Nearly all wills and estate plans should be reviewed to see if recent changes in tax laws present opportunities to reduce New Jersey estate and inheritance tax or federal estate, gift, and generation skipping transfer tax. With an LL.M. in taxation from New York University School of Law’s prestigious Graduate Tax Program, Lawrence Friedman is well equipped to help you develop a tax-wise estate plan.
13. How can I minimize estate and inheritance tax?

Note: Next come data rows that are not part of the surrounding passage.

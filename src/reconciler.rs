//! Reconciler — one run reconciles one package against its upstream
//! repository.
//!
//! Step-by-step failure isolation is the whole point of this module: a
//! repository outage or a single bad tag must never poison the rest of the
//! catalog. Every error that doesn't abort the run outright gets collapsed
//! to a string and appended to `Package.errors`.

use crate::admission;
use crate::cache::InfoCache;
use crate::db::DbController;
use crate::models::CommitInfo;
use crate::repository::{Repository, RepositoryResolver};
use crate::version;
use std::collections::HashSet;

/// Run one reconciler pass for `package_name`. Never returns an `Err` —
/// failures are recorded in the returned error list (and, except for an
/// initial snapshot-load failure, persisted via `setPackageErrors`) rather
/// than propagated.
pub async fn reconcile(
    db: &dyn DbController,
    cache: &InfoCache,
    resolver: &dyn RepositoryResolver,
    package_name: &str,
) -> Vec<String> {
    let mut errors = Vec::new();

    // 1. Load snapshot. Any failure here means we can't trust anything
    // else about this package right now — bail without touching the db.
    let package = match db.get_package(package_name).await {
        Ok(Some(p)) => p,
        Ok(None) => {
            errors.push(format!(
                "Error getting package info: package `{}` not found",
                package_name
            ));
            return errors;
        }
        Err(e) => {
            errors.push(format!("Error getting package info: {}", e));
            return errors;
        }
    };
    let existing_versions = match db.get_versions(package_name).await {
        Ok(v) => v,
        Err(e) => {
            errors.push(format!("Error getting package info: {}", e));
            return errors;
        }
    };
    let existing_branches = match db.get_branches(package_name).await {
        Ok(b) => b,
        Err(e) => {
            errors.push(format!("Error getting package info: {}", e));
            return errors;
        }
    };
    let snapshot_refs: HashSet<String> = existing_versions
        .iter()
        .chain(existing_branches.iter())
        .map(|v| v.version.clone())
        .collect();

    // 2. Resolve the repository.
    let repo = match resolver.resolve(&package.repository).await {
        Ok(r) => r,
        Err(e) => {
            errors.push(format!("Error accessing repository: {}", e));
            let _ = db.set_package_errors(package_name, &errors).await;
            return errors;
        }
    };

    // 3. Fetch refs.
    let mut got_all = true;

    let tags = match repo.get_tags().await {
        Ok(raw_tags) => {
            let mut filtered: Vec<_> = raw_tags
                .into_iter()
                .filter_map(|(tag, commit)| version::is_release_tag(&tag).map(|v| (v, commit)))
                .collect();
            filtered.sort_by(|(a, _), (b, _)| version::compare_versions(a, b));
            filtered
        }
        Err(e) => {
            got_all = false;
            errors.push(format!("Failed to get GIT tags/branches: {}", e));
            Vec::new()
        }
    };

    let branches = match repo.get_branches().await {
        Ok(b) => b,
        Err(e) => {
            got_all = false;
            errors.push(format!("Failed to get GIT tags/branches: {}", e));
            Vec::new()
        }
    };

    let mut existing: HashSet<String> = HashSet::new();

    // 4. Admit tags, ascending.
    for (ver, commit) in tags {
        let version_str = ver.to_string();
        existing.insert(version_str.clone());
        match admit_one(db, cache, repo.as_ref(), package_name, &version_str, &commit).await {
            Ok(outcome) => {
                if outcome.is_new {
                    log::info!("Added {} v{}", package_name, version_str);
                }
            }
            Err(msg) => errors.push(format!("Version {}: {}", version_str, msg)),
        }
    }

    // 5. Admit branches.
    for (name, commit) in branches {
        let stored = format!("~{}", name);
        existing.insert(stored.clone());
        match admit_one(db, cache, repo.as_ref(), package_name, &stored, &commit).await {
            Ok(outcome) => {
                if outcome.is_new {
                    log::info!("Added {} branch {}", package_name, name);
                }
            }
            Err(msg) => errors.push(format!("Version {}: {}", stored, msg)),
        }
    }

    // 6. Prune vanished refs, only when the upstream fetch was complete.
    if got_all {
        for stale in snapshot_refs.difference(&existing) {
            match db.remove_version(package_name, stale).await {
                Ok(()) => log::info!("Removed {} {}", package_name, stale),
                Err(e) => errors.push(format!("Failed to remove {}: {}", stale, e)),
            }
        }
    }

    // 7. Persist the accumulated error list.
    let _ = db.set_package_errors(package_name, &errors).await;

    errors
}

/// Fetch `package.json` at `commit` and admit it under `ref_str`.
async fn admit_one(
    db: &dyn DbController,
    cache: &InfoCache,
    repo: &dyn Repository,
    package_name: &str,
    ref_str: &str,
    commit: &CommitInfo,
) -> Result<admission::AdmissionOutcome, String> {
    let bytes = repo
        .read_file(&commit.sha, "/package.json")
        .await
        .map_err(|e| e.to_string())?;
    let info: serde_json::Value = serde_json::from_slice(&bytes).map_err(|e| e.to_string())?;
    admission::admit(
        db,
        cache,
        package_name,
        ref_str,
        info,
        Some(commit.sha.clone()),
        commit.date,
    )
    .await
    .map_err(|e| e.to_string())
}
//! Update Queue & Worker.
//!
//! A single persistent background task is the only consumer of the queue.
//! The queue and the currently-running package name share one guard: a
//! `tokio::sync::Mutex` wrapping both fields, paired with a `Notify` acting
//! as the condition variable that wakes the worker when the queue goes from
//! empty to non-empty.

use crate::cache::InfoCache;
use crate::db::DbController;
use crate::reconciler;
use crate::repository::RepositoryResolver;
use std::collections::VecDeque;
use std::sync::atomic::{AtomicBool, Ordering};
use std::sync::Arc;
use tokio::sync::{Mutex, Notify};

struct QueueState {
    queue: VecDeque<String>,
    current: Option<String>,
}

/// Single-consumer FIFO queue of package names with set semantics on
/// enqueue, plus the worker task that drains it.
pub struct UpdateQueue {
    state: Arc<Mutex<QueueState>>,
    notify: Arc<Notify>,
    running: Arc<AtomicBool>,
    db: Arc<dyn DbController>,
    cache: Arc<InfoCache>,
    resolver: Arc<dyn RepositoryResolver>,
}

impl UpdateQueue {
    pub fn new(
        db: Arc<dyn DbController>,
        cache: Arc<InfoCache>,
        resolver: Arc<dyn RepositoryResolver>,
    ) -> Self {
        Self {
            state: Arc::new(Mutex::new(QueueState {
                queue: VecDeque::new(),
                current: None,
            })),
            notify: Arc::new(Notify::new()),
            running: Arc::new(AtomicBool::new(false)),
            db,
            cache,
            resolver,
        }
    }

    /// Enqueue `name` if it isn't already queued, and make sure the worker
    /// task is running. A no-op if `name` is already present — two
    /// back-to-back triggers collapse to one entry.
    pub async fn trigger_update(&self, name: &str) {
        {
            let mut state = self.state.lock().await;
            if !state.queue.iter().any(|queued| queued == name) {
                state.queue.push_back(name.to_string());
            }
        }
        self.notify.notify_one();
        self.ensure_worker_running();
    }

    /// True iff `name` is currently being reconciled or is waiting in the
    /// queue.
    pub async fn is_scheduled_for_update(&self, name: &str) -> bool {
        let state = self.state.lock().await;
        state.current.as_deref() == Some(name) || state.queue.iter().any(|queued| queued == name)
    }

    fn ensure_worker_running(&self) {
        if self.running.swap(true, Ordering::SeqCst) {
            return;
        }
        let state = self.state.clone();
        let notify = self.notify.clone();
        let running = self.running.clone();
        let db = self.db.clone();
        let cache = self.cache.clone();
        let resolver = self.resolver.clone();
        tokio::spawn(async move {
            worker_loop(state, notify, db, cache, resolver).await;
            // Only reached if the loop itself exits, which it never does
            // by design — kept so a future trigger_update can respawn it
            // if it somehow did.
            running.store(false, Ordering::SeqCst);
        });
    }
}

async fn worker_loop(
    state: Arc<Mutex<QueueState>>,
    notify: Arc<Notify>,
    db: Arc<dyn DbController>,
    cache: Arc<InfoCache>,
    resolver: Arc<dyn RepositoryResolver>,
) {
    loop {
        let name = loop {
            let mut guard = state.lock().await;
            if let Some(name) = guard.queue.pop_front() {
                guard.current = Some(name.clone());
                break name;
            }
            drop(guard);
            notify.notified().await;
        };

        // Run the reconciler on its own task so a panic escaping it is
        // caught as a JoinError rather than killing this loop.
        let db_for_task = db.clone();
        let cache_for_task = cache.clone();
        let resolver_for_task = resolver.clone();
        let name_for_task = name.clone();
        let result = tokio::spawn(async move {
            reconciler::reconcile(
                db_for_task.as_ref(),
                cache_for_task.as_ref(),
                resolver_for_task.as_ref(),
                &name_for_task,
            )
            .await
        })
        .await;

        if let Err(join_err) = result {
            log::warn!("reconciler panicked while updating `{}`: {}", name, join_err);
        }

        state.lock().await.current = None;
    }
}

Estate tax planning is most effective when both spouses adopt tax-wise wills. Having no will or a simple will that leaves everything to a surviving spouse can trigger estate tax that tax planning wills could avoid while still providing for your surviving spouse. If either spouse is not a U.S. citizen, a Qualified Domestic Trust or other special planning may be needed to minimize tax. Advance planning also can avoid substantial estate tax on life insurance. While gifts can reduce potential estate and inheritance tax, they also can prove costly if made without tax counsel. For instance, gifts in trusts may be taxable gifts unless the trust contains special provisions. With careful planning gifts can be insulated from inheritance tax.
14. How do my IRA, 401(k) plan, and other retirement funds fit in?
Substantial tax and penalties can arise when retirement plan distributions don’t follow strict and complicated rules. Depending on age and other factors, you or your beneficiaries can face stiff penalties for failing to take required minimum annual distributions or receiving early distributions. By properly designating beneficiaries, you allow your spouse or descendants to defer tax for years, but faulty designations can prove costly. For instance, mixing individuals and charities as beneficiaries, not designating a beneficiary, or having your estate as beneficiary can dramatically accelerate tax.